Task statement
Across all entries below, how many lines include "CacheEntry"? Only the number, please.

Available data
============
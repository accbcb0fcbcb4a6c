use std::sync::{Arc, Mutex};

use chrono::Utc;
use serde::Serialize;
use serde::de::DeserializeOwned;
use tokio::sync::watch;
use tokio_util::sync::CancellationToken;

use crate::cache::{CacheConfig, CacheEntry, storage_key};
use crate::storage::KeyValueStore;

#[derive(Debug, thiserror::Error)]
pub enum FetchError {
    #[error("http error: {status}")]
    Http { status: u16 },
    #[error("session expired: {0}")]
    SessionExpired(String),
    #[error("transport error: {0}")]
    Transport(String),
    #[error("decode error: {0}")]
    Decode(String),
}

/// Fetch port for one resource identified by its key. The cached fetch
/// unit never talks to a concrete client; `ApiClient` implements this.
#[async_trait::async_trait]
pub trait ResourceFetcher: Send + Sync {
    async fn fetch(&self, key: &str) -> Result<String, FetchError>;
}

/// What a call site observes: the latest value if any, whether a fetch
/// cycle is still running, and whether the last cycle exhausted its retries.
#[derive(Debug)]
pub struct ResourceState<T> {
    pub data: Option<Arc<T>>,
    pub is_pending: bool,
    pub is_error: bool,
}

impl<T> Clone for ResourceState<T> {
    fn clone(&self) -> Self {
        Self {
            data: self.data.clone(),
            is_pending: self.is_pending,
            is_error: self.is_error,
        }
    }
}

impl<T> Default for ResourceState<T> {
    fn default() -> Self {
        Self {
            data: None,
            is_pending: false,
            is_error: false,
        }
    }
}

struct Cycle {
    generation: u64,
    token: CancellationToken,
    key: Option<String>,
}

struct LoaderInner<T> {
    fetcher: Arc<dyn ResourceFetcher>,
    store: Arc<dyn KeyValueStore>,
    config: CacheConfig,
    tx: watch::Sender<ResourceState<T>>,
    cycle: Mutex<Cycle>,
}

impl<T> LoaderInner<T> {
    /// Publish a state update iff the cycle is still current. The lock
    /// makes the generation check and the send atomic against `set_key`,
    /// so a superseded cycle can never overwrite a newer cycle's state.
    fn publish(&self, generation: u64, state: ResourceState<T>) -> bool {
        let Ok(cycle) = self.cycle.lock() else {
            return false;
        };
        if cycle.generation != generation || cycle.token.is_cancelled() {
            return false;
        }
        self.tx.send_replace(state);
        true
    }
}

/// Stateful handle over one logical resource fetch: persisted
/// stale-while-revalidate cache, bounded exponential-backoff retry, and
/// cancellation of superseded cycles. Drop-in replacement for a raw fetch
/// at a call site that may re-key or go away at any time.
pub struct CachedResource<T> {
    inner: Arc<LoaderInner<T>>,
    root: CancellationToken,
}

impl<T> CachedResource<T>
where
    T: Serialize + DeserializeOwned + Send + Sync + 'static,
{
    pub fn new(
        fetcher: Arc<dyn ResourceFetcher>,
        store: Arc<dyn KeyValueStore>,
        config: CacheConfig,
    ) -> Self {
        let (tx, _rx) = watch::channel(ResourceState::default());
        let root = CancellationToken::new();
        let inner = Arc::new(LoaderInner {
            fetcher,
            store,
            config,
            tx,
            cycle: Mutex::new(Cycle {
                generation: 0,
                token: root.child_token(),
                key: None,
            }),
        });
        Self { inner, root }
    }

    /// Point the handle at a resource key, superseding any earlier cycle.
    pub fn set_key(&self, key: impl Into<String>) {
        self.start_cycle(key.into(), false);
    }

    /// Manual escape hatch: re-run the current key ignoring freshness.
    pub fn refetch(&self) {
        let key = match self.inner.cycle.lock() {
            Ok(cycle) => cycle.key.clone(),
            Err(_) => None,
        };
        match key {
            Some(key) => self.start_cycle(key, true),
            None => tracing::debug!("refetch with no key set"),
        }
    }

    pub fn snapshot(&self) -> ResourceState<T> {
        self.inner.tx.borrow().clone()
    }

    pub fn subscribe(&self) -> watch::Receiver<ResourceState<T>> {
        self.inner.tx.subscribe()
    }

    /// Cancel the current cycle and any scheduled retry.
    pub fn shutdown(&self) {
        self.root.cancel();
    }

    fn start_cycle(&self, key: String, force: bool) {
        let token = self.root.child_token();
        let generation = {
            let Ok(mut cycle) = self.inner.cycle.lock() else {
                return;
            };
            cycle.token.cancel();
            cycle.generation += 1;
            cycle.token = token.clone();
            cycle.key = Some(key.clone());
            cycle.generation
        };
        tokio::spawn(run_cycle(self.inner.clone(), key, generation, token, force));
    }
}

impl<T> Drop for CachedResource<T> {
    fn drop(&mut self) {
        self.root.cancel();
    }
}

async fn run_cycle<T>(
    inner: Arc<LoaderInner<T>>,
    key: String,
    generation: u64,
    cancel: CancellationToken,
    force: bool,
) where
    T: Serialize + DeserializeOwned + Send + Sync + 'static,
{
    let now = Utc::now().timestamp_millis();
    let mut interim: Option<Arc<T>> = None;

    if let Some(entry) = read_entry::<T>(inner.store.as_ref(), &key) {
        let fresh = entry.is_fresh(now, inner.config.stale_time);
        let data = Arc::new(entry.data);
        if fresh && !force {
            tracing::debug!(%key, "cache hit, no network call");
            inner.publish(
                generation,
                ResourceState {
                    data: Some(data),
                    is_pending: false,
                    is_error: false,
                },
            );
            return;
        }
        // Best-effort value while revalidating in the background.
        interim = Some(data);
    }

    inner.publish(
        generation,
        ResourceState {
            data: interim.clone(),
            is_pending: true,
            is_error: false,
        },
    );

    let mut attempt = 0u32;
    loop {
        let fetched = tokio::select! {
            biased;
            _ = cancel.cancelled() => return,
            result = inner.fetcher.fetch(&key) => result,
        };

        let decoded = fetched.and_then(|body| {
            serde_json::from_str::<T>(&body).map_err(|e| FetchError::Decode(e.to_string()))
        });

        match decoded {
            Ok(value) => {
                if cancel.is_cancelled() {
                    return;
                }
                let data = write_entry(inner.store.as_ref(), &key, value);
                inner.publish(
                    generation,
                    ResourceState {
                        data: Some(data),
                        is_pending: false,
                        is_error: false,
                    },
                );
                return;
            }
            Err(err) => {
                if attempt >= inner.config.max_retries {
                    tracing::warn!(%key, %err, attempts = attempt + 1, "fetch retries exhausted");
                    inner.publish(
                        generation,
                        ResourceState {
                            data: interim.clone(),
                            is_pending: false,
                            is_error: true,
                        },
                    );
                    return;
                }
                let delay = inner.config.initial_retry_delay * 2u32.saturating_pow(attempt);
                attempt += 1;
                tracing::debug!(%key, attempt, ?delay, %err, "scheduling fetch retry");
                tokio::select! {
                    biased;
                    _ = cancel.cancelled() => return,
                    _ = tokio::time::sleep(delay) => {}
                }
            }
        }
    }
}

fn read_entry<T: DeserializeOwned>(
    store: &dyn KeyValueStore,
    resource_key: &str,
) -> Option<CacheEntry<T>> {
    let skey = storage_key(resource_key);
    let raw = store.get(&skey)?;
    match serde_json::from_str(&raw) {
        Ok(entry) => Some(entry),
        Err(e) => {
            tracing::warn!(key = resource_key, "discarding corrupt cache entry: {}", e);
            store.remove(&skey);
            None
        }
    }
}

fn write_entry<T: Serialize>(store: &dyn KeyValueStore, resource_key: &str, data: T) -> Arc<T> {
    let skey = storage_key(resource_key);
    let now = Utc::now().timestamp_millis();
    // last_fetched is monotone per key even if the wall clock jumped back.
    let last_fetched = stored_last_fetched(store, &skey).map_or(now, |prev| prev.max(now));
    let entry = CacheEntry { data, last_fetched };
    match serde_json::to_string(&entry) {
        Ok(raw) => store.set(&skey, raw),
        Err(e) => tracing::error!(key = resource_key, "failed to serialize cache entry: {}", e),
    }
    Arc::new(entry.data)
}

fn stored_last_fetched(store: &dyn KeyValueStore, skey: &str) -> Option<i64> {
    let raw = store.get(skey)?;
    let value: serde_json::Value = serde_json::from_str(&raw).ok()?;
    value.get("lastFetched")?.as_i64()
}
============
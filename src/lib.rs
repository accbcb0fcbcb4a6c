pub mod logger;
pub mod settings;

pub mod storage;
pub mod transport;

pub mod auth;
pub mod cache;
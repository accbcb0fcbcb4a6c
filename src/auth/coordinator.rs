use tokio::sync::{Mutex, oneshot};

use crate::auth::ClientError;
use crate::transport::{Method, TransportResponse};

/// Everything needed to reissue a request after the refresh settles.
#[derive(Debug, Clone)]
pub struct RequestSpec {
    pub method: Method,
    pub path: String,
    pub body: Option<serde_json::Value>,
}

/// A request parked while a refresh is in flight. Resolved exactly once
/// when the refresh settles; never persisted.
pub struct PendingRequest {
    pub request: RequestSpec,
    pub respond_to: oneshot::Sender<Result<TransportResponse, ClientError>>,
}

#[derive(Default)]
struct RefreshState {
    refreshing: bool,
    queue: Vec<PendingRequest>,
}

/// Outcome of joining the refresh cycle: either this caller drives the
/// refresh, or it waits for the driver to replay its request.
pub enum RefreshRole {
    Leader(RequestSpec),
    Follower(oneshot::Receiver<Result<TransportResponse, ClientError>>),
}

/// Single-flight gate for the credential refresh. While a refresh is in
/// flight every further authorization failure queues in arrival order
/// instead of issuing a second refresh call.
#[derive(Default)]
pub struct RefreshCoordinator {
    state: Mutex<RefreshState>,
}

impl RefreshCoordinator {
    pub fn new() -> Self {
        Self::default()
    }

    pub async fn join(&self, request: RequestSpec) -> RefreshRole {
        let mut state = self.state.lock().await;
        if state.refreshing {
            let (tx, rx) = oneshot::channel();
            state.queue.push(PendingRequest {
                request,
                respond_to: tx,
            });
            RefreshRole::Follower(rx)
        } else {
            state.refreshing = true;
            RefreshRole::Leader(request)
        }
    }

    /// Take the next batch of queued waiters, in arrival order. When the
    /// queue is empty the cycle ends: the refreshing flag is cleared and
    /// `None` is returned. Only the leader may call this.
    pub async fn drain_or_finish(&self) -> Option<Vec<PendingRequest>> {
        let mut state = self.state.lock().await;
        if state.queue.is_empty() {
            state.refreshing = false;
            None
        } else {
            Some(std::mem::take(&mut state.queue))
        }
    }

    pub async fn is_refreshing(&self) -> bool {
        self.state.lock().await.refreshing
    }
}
============
Task result
3